- Opening Delimiter -

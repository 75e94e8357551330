use web_sys::window;

use crate::config::LEAD_TYPE_STORAGE_KEY;
use crate::recommend::Track;

pub trait KeyValueStore {
    fn get_item(&self, key: &str) -> Option<String>;
    fn set_item(&self, key: &str, value: &str);
}

/// `window.localStorage`. Missing storage (private mode, sandboxed iframes)
/// behaves like an empty store that forgets writes.
pub struct BrowserStorage;

impl KeyValueStore for BrowserStorage {
    fn get_item(&self, key: &str) -> Option<String> {
        window()
            .and_then(|w| w.local_storage().ok())
            .flatten()
            .and_then(|storage| storage.get_item(key).ok())
            .flatten()
    }

    fn set_item(&self, key: &str, value: &str) {
        if let Some(storage) = window().and_then(|w| w.local_storage().ok()).flatten() {
            if let Err(e) = storage.set_item(key, value) {
                log::warn!("failed to persist {}: {:?}", key, e);
            }
        }
    }
}

pub fn load_lead_type(store: &impl KeyValueStore) -> Track {
    store
        .get_item(LEAD_TYPE_STORAGE_KEY)
        .and_then(|value| value.parse().ok())
        .unwrap_or_default()
}

pub fn save_lead_type(store: &impl KeyValueStore, track: Track) {
    store.set_item(LEAD_TYPE_STORAGE_KEY, track.as_str());
}

#[cfg(test)]
pub(crate) mod tests {
    use super::*;
    use std::cell::RefCell;
    use std::collections::HashMap;

    #[derive(Default)]
    pub(crate) struct MemoryStore {
        items: RefCell<HashMap<String, String>>,
    }

    impl KeyValueStore for MemoryStore {
        fn get_item(&self, key: &str) -> Option<String> {
            self.items.borrow().get(key).cloned()
        }

        fn set_item(&self, key: &str, value: &str) {
            self.items.borrow_mut().insert(key.to_string(), value.to_string());
        }
    }

    #[test]
    fn defaults_to_agency() {
        let store = MemoryStore::default();
        assert_eq!(load_lead_type(&store), Track::Agency);
    }

    #[test]
    fn remembers_last_selection() {
        let store = MemoryStore::default();
        save_lead_type(&store, Track::Solution);
        assert_eq!(load_lead_type(&store), Track::Solution);
        assert_eq!(store.get_item("lead_type_preference").as_deref(), Some("solution"));

        save_lead_type(&store, Track::Agency);
        assert_eq!(load_lead_type(&store), Track::Agency);
    }

    #[test]
    fn unknown_values_fall_back_to_agency() {
        let store = MemoryStore::default();
        store.set_item(LEAD_TYPE_STORAGE_KEY, "enterprise");
        assert_eq!(load_lead_type(&store), Track::Agency);
    }
}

- Closing Delimiter -

__What is required__:
Copy the entries word for word. Start at the first line and end with the line containing "that forgets writes.".

__Solution to this exercise__:
repository 75e94e8357551330
use web_sys::window;

use crate::config::LEAD_TYPE_STORAGE_KEY;
use crate::recommend::Track;

pub trait KeyValueStore {
    fn get_item(&self, key: &str) -> Option<String>;
    fn set_item(&self, key: &str, value: &str);
}

/// `window.localStorage`. Missing storage (private mode, sandboxed iframes)
/// behaves like an empty store that forgets writes.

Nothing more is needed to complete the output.